When talking with people in the community, the word Ebola usually brings one of two reactions – fear or uncertainty as to what exactly it is. Ebola has made headlines in the news during the past few months, both controversial and in tribute to those who have volunteered to care for the ill. As of Oct. 29, 2014 the number of confirmed Ebola cases reported by the Center for Disease Control (CDC) was 7,702 world-wide with 4,941 deaths. The majority of cases have been in the West African countries of Liberia, Guinea and Sierra Leone. In these countries, children are left orphans, parents childless and complete families eliminated.
Ebola is a devastating disease that is spread through direct contact with body fluids – saliva, blood, semen, breast milk, urine, mucus, sweat, vomit or feces. According to the CDC, it is not spread through coughing or sneezing or through casual contact. The period of possible contamination is 21 days from the time of exposure. There is no proven vaccination for the virus although there are several being tested.

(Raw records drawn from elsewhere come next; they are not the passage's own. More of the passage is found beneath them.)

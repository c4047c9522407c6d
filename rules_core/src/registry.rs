use crate::config::RuleFileConfig;
use crate::rule::Rule;
use crate::ConfigError;
use modifier_core::ModifierPools;
use std::collections::BTreeMap;
use std::path::Path;

/// Registry of all rule files, keyed by file stem
#[derive(Debug, Default)]
pub struct RuleRegistry {
    sources: BTreeMap<String, Vec<Rule>>,
}

impl RuleRegistry {
    /// Create an empty registry
    pub fn new() -> Self {
        Self::default()
    }

    /// Load all rule files from a directory (recursively)
    pub fn load(dir: &Path) -> Result<Self, ConfigError> {
        let mut registry = Self::new();
        registry.load_dir(dir)?;
        Ok(registry)
    }

    fn load_dir(&mut self, dir: &Path) -> Result<(), ConfigError> {
        if !dir.exists() {
            return Ok(());
        }

        let entries = std::fs::read_dir(dir).map_err(|e| ConfigError::Io {
            error: e,
            path: Some(dir.to_path_buf()),
        })?;

        // Sorted for a stable load order
        let mut paths = Vec::new();
        for entry in entries {
            let entry = entry.map_err(|e| ConfigError::Io {
                error: e,
                path: Some(dir.to_path_buf()),
            })?;
            paths.push(entry.path());
        }
        paths.sort();

        for path in paths {
            if path.is_dir() {
                self.load_dir(&path)?;
            } else if path.extension().is_some_and(|ext| ext == "toml") {
                self.load_file(&path)?;
            }
        }

        Ok(())
    }

    /// Load a single rule file
    pub fn load_file(&mut self, path: &Path) -> Result<(), ConfigError> {
        let content = std::fs::read_to_string(path).map_err(|e| ConfigError::Io {
            error: e,
            path: Some(path.to_path_buf()),
        })?;

        let source = path
            .file_stem()
            .map(|stem| stem.to_string_lossy().into_owned())
            .unwrap_or_default();

        self.add_source(&source, &content, path)
    }

    /// Parse rule file contents under a source name
    pub fn add_source(
        &mut self,
        source: &str,
        content: &str,
        path: &Path,
    ) -> Result<(), ConfigError> {
        let config: RuleFileConfig = toml::from_str(content).map_err(|e| ConfigError::Parse {
            error: e,
            path: path.to_path_buf(),
        })?;

        let rules = config
            .rules
            .into_iter()
            .enumerate()
            .map(|(index, rule)| Rule::from_config(source, index, rule))
            .collect::<Result<Vec<_>, _>>()
            .map_err(|e| ConfigError::Validation {
                message: e.to_string(),
                path: path.to_path_buf(),
            })?;

        tracing::debug!("Loaded {} rules from '{}'", rules.len(), source);
        self.sources.insert(source.to_string(), rules);
        Ok(())
    }

    /// Rules loaded from a source
    pub fn get(&self, source: &str) -> Option<&[Rule]> {
        self.sources.get(source).map(|rules| rules.as_slice())
    }

    pub fn contains(&self, source: &str) -> bool {
        self.sources.contains_key(source)
    }

    /// List all source names
    pub fn sources(&self) -> impl Iterator<Item = &str> {
        self.sources.keys().map(|s| s.as_str())
    }

    pub fn rules(&self) -> impl Iterator<Item = &Rule> {
        self.sources.values().flatten()
    }

    pub fn len(&self) -> usize {
        self.sources.values().map(|rules| rules.len()).sum()
    }

    pub fn is_empty(&self) -> bool {
        self.len() == 0
    }

    /// Compile every rule into pools for an actor of `level`
    pub fn pools(&self, level: i32) -> ModifierPools {
        let mut pools = ModifierPools::new();
        for rule in self.rules() {
            rule.apply(level, &mut pools);
        }
        pools
    }
}
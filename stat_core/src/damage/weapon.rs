//! Weapon damage profile: base dice, runes and traits

use modifier_core::{DamageCategory, DamageType, DieSize};
use serde::{Deserialize, Serialize};

/// The weapon's own damage dice
#[derive(Debug, Clone, Copy, PartialEq, Eq, Serialize, Deserialize)]
pub struct BaseDamage {
    pub dice_number: i32,
    pub die_size: DieSize,
    pub damage_type: DamageType,
    #[serde(default)]
    pub category: Option<DamageCategory>,
}

impl BaseDamage {
    pub fn new(dice_number: i32, die_size: DieSize, damage_type: DamageType) -> Self {
        BaseDamage {
            dice_number,
            die_size,
            damage_type,
            category: None,
        }
    }
}

#[derive(Debug, Clone, Copy, PartialEq, Eq, Serialize, Deserialize, Default)]
#[serde(rename_all = "snake_case")]
pub enum WeaponRange {
    #[default]
    Melee,
    Ranged,
}

impl WeaponRange {
    /// Roll option added for damage predicates
    pub fn option_tag(&self) -> &'static str {
        match self {
            WeaponRange::Melee => "melee",
            WeaponRange::Ranged => "ranged",
        }
    }
}

/// Striking rune grade; its dice count as weapon dice
#[derive(Debug, Clone, Copy, PartialEq, Eq, PartialOrd, Ord, Serialize, Deserialize, Default)]
#[serde(rename_all = "snake_case")]
pub enum StrikingRune {
    #[default]
    None,
    Striking,
    GreaterStriking,
    MajorStriking,
}

impl StrikingRune {
    pub fn dice(&self) -> i32 {
        match self {
            StrikingRune::None => 0,
            StrikingRune::Striking => 1,
            StrikingRune::GreaterStriking => 2,
            StrikingRune::MajorStriking => 3,
        }
    }

    /// Number of deadly dice added on a critical hit
    pub fn deadly_dice(&self) -> i32 {
        match self {
            StrikingRune::None | StrikingRune::Striking => 1,
            StrikingRune::GreaterStriking => 2,
            StrikingRune::MajorStriking => 3,
        }
    }

    pub fn label(&self) -> &'static str {
        match self {
            StrikingRune::None => "",
            StrikingRune::Striking => "Striking",
            StrikingRune::GreaterStriking => "Greater Striking",
            StrikingRune::MajorStriking => "Major Striking",
        }
    }
}

/// Property runes that add a d6 of energy damage
#[derive(Debug, Clone, Copy, PartialEq, Eq, Hash, Serialize, Deserialize)]
#[serde(rename_all = "snake_case")]
pub enum PropertyRune {
    Flaming,
    Frost,
    Shock,
    Corrosive,
    Thundering,
}

impl PropertyRune {
    pub fn slug(&self) -> &'static str {
        match self {
            PropertyRune::Flaming => "flaming",
            PropertyRune::Frost => "frost",
            PropertyRune::Shock => "shock",
            PropertyRune::Corrosive => "corrosive",
            PropertyRune::Thundering => "thundering",
        }
    }

    pub fn label(&self) -> &'static str {
        match self {
            PropertyRune::Flaming => "Flaming",
            PropertyRune::Frost => "Frost",
            PropertyRune::Shock => "Shock",
            PropertyRune::Corrosive => "Corrosive",
            PropertyRune::Thundering => "Thundering",
        }
    }

    pub fn damage_type(&self) -> DamageType {
        match self {
            PropertyRune::Flaming => DamageType::Fire,
            PropertyRune::Frost => DamageType::Cold,
            PropertyRune::Shock => DamageType::Electricity,
            PropertyRune::Corrosive => DamageType::Acid,
            PropertyRune::Thundering => DamageType::Sonic,
        }
    }
}

/// Everything about a weapon the damage synthesizer reads
#[derive(Debug, Clone, PartialEq, Serialize, Deserialize)]
pub struct Weapon {
    pub slug: String,
    pub name: String,
    pub base: BaseDamage,
    #[serde(default)]
    pub range: WeaponRange,
    #[serde(default)]
    pub traits: Vec<String>,
    #[serde(default)]
    pub striking: StrikingRune,
    #[serde(default)]
    pub property_runes: Vec<PropertyRune>,
    #[serde(default)]
    pub splash_damage: i32,
    #[serde(default)]
    pub bonus_damage: i32,
}

impl Weapon {
    pub fn new(slug: impl Into<String>, name: impl Into<String>, base: BaseDamage) -> Self {
        Weapon {
            slug: slug.into(),
            name: name.into(),
            base,
            range: WeaponRange::Melee,
            traits: Vec::new(),
            striking: StrikingRune::None,
            property_runes: Vec::new(),
            splash_damage: 0,
            bonus_damage: 0,
        }
    }

    pub fn ranged(mut self) -> Self {
        self.range = WeaponRange::Ranged;
        self
    }

    pub fn with_traits<S: Into<String>>(mut self, traits: impl IntoIterator<Item = S>) -> Self {
        self.traits.extend(traits.into_iter().map(Into::into));
        self
    }

    pub fn with_striking(mut self, striking: StrikingRune) -> Self {
        self.striking = striking;
        self
    }

    pub fn with_property_rune(mut self, rune: PropertyRune) -> Self {
        self.property_runes.push(rune);
        self
    }

    pub fn with_splash_damage(mut self, value: i32) -> Self {
        self.splash_damage = value;
        self
    }

    pub fn with_bonus_damage(mut self, value: i32) -> Self {
        self.bonus_damage = value;
        self
    }

    pub fn has_trait(&self, name: &str) -> bool {
        self.traits.iter().any(|t| t == name)
    }

    /// Traits of the form `<prefix>-<value>`, yielding `(full trait, value)`
    pub fn traits_with_prefix<'a>(
        &'a self,
        prefix: &'a str,
    ) -> impl Iterator<Item = (&'a str, &'a str)> + 'a {
        self.traits.iter().filter_map(move |t| {
            t.strip_prefix(prefix)
                .and_then(|rest| rest.strip_prefix('-'))
                .map(|value| (t.as_str(), value))
        })
    }
}

#[cfg(test)]
mod tests {
    use super::*;

    #[test]
    fn test_striking_dice() {
        assert_eq!(StrikingRune::None.dice(), 0);
        assert_eq!(StrikingRune::MajorStriking.dice(), 3);
        assert_eq!(StrikingRune::Striking.deadly_dice(), 1);
        assert_eq!(StrikingRune::GreaterStriking.deadly_dice(), 2);
    }

    #[test]
    fn test_traits_with_prefix() {
        let weapon = Weapon::new(
            "rapier",
            "Rapier",
            BaseDamage::new(1, DieSize::D6, DamageType::Piercing),
        )
        .with_traits(["deadly-d8", "disarm", "finesse", "deadlyish"]);

        let deadly: Vec<_> = weapon.traits_with_prefix("deadly").collect();
        assert_eq!(deadly, vec![("deadly-d8", "d8")]);
        assert!(weapon.has_trait("finesse"));
        assert!(!weapon.has_trait("agile"));
    }

    #[test]
    fn test_weapon_deserializes_with_defaults() {
        let json = r#"{
            "slug": "shortbow",
            "name": "Shortbow",
            "base": {"dice_number": 1, "die_size": "d6", "damage_type": "piercing"},
            "range": "ranged",
            "traits": ["deadly-d10"]
        }"#;
        let weapon: Weapon = serde_json::from_str(json).unwrap();
        assert_eq!(weapon.range, WeaponRange::Ranged);
        assert_eq!(weapon.striking, StrikingRune::None);
        assert!(weapon.property_runes.is_empty());
    }
}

Recently, five people in Southern Indiana were being observed for the disease following possible contact with a Texas nurse who cared for the first Ebola-diagnosed case in the United States and has since tested positive for the virus herself. The period of observation expired around Nov. 4, 2014.
What does this have to do with you and me, sitting in the Midwest town of Huntington, Ind. who have never traveled to West Africa or been in contact with someone who has Ebola? In the middle of September, the American people were told that in the unlikely event Ebola would reach our shores, we are prepared as a nation to handle the virus. Ebola came to Texas on Sept. 30, and we were not prepared. Subsequently, two more cases were diagnosed in nurses caring for the first patient. In nursing, I have learned never to say never. There is always the possibility. We need to be vigilant yet not panic.
One of the best ways to prevent the spread of any type of bacterial or viral infection is very simple – good hand washing.
Probably the most controversial issue associated with the virus is whether a 21-day quarantine should be imposed on persons who have been in direct contact with the virus. Because of the devastating effects of the virus (over 50 perent who contract the disease, die), it is a small price to pay to ensure it does not spread. We are going into the flu season and one of the first symptoms to appear for both Ebola and flu is a fever. I do believe it is better to err on the side of caution than regret later.
We need to pray for the people of Guinea, Sierra Leone and Liberia. Pray for God to give wisdom in helping to stop this deadly virus and to protect and bless those who are working with the ill in these countries.